//! Derivative-free minimization on top of `argmin`'s Nelder-Mead solver
//!
//! Objectives are plain closures over a parameter slice. Non-finite
//! objective values are replaced by a large finite penalty so the simplex
//! ordering stays well defined.

use crate::{MathError, Result};
use argmin::core::{CostFunction, Error, Executor, State, TerminationReason, TerminationStatus};
use argmin::solver::neldermead::NelderMead;

/// Cost reported for parameter vectors where the objective is not finite
pub const PENALTY: f64 = 1e100;

/// Nelder-Mead tuning
#[derive(Debug, Clone, Copy, PartialEq)]
pub struct NelderMeadOptions {
    /// Iteration cap
    pub max_iters: u64,
    /// Stop once the standard deviation of simplex costs falls below this
    pub sd_tolerance: f64,
    /// Offset of each initial simplex vertex from the starting point
    pub initial_step: f64,
}

impl Default for NelderMeadOptions {
    fn default() -> Self {
        Self {
            max_iters: 5000,
            sd_tolerance: 1e-10,
            initial_step: 0.1,
        }
    }
}

/// Best point found by [`minimize`]
#[derive(Debug, Clone, PartialEq)]
pub struct Minimum {
    /// Parameter vector
    pub point: Vec<f64>,
    /// Objective value at `point`
    pub value: f64,
    /// Iterations performed
    pub iterations: u64,
}

struct Objective<F> {
    f: F,
}

impl<F> CostFunction for Objective<F>
where
    F: Fn(&[f64]) -> f64,
{
    type Param = Vec<f64>;
    type Output = f64;

    fn cost(&self, param: &Self::Param) -> std::result::Result<Self::Output, Error> {
        let value = (self.f)(param);
        Ok(if value.is_finite() { value } else { PENALTY })
    }
}

/// Minimize `objective` starting from `initial`.
///
/// The search is fully deterministic for a given objective and start.
/// An empty `initial` evaluates the objective once and returns.
pub fn minimize<F>(objective: F, initial: &[f64], options: &NelderMeadOptions) -> Result<Minimum>
where
    F: Fn(&[f64]) -> f64,
{
    if initial.is_empty() {
        let value = objective(initial);
        return Ok(Minimum {
            point: Vec::new(),
            value,
            iterations: 0,
        });
    }

    if initial.iter().any(|x| !x.is_finite()) {
        return Err(MathError::InvalidInput(
            "Initial point must be finite".to_string(),
        ));
    }

    let mut simplex = Vec::with_capacity(initial.len() + 1);
    simplex.push(initial.to_vec());
    for i in 0..initial.len() {
        let mut vertex = initial.to_vec();
        vertex[i] += options.initial_step * initial[i].abs().max(1.0);
        simplex.push(vertex);
    }

    let solver = NelderMead::new(simplex)
        .with_sd_tolerance(options.sd_tolerance)
        .map_err(|e| MathError::OptimizationError(e.to_string()))?;

    let result = Executor::new(Objective { f: objective }, solver)
        .configure(|state| state.max_iters(options.max_iters))
        .run()
        .map_err(|e| MathError::OptimizationError(e.to_string()))?;

    let state = result.state();
    if let TerminationStatus::Terminated(TerminationReason::MaxItersReached) =
        state.get_termination_status()
    {
        return Err(MathError::OptimizationError(format!(
            "Nelder-Mead did not converge within {} iterations",
            options.max_iters
        )));
    }

    let point = state.get_best_param().cloned().ok_or_else(|| {
        MathError::OptimizationError("Solver finished without a best point".to_string())
    })?;
    let value = state.get_best_cost();

    if value >= PENALTY {
        return Err(MathError::OptimizationError(
            "Objective was not finite anywhere the simplex visited".to_string(),
        ));
    }

    tracing::trace!(iterations = state.get_iter(), value, "nelder-mead finished");

    Ok(Minimum {
        point,
        value,
        iterations: state.get_iter(),
    })
}

/// Map an unconstrained real onto `(0, 1)`
pub fn to_unit_interval(x: f64) -> f64 {
    if x >= 0.0 {
        1.0 / (1.0 + (-x).exp())
    } else {
        let e = x.exp();
        e / (1.0 + e)
    }
}

/// Inverse of [`to_unit_interval`]; `p` is clamped away from 0 and 1
pub fn from_unit_interval(p: f64) -> f64 {
    let p = p.clamp(1e-9, 1.0 - 1e-9);
    (p / (1.0 - p)).ln()
}

#[cfg(test)]
mod tests {
    use super::*;
    use approx::assert_relative_eq;

    #[test]
    fn test_minimize_quadratic() {
        let min = minimize(
            |x| (x[0] - 2.0).powi(2) + (x[1] + 3.0).powi(2),
            &[0.0, 0.0],
            &NelderMeadOptions::default(),
        )
        .unwrap();

        assert_relative_eq!(min.point[0], 2.0, epsilon = 1e-3);
        assert_relative_eq!(min.point[1], -3.0, epsilon = 1e-3);
        assert!(min.value < 1e-6);
    }

    #[test]
    fn test_minimize_is_deterministic() {
        let f = |x: &[f64]| (x[0] - 0.7).powi(2) + 0.5 * (x[0] * x[1] - 1.0).powi(2);
        let opts = NelderMeadOptions::default();
        let a = minimize(f, &[0.1, 0.1], &opts).unwrap();
        let b = minimize(f, &[0.1, 0.1], &opts).unwrap();
        assert_eq!(a, b);
    }

    #[test]
    fn test_minimize_without_parameters() {
        let min = minimize(|_| 4.0, &[], &NelderMeadOptions::default()).unwrap();
        assert!(min.point.is_empty());
        assert_eq!(min.value, 4.0);
    }

    #[test]
    fn test_non_finite_start_rejected() {
        let result = minimize(|x| x[0], &[f64::NAN], &NelderMeadOptions::default());
        assert!(result.is_err());
    }

    #[test]
    fn test_interval_maps_round_trip() {
        for p in [0.01, 0.3, 0.5, 0.99] {
            assert_relative_eq!(to_unit_interval(from_unit_interval(p)), p, epsilon = 1e-12);
        }
    }

    #[test]
    fn test_iteration_cap_is_an_error() {
        let rosenbrock =
            |x: &[f64]| (1.0 - x[0]).powi(2) + 100.0 * (x[1] - x[0] * x[0]).powi(2);
        let options = NelderMeadOptions {
            max_iters: 5,
            ..NelderMeadOptions::default()
        };
        let result = minimize(rosenbrock, &[-1.2, 1.0], &options);
        assert!(matches!(result, Err(MathError::OptimizationError(_))));
    }
}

**GOAL OF THE EXERCISE**
Line count for the string "vertex": say how many lines in the listing contain it, and add nothing.

**RESULT FOR THIS EXERCISE**
4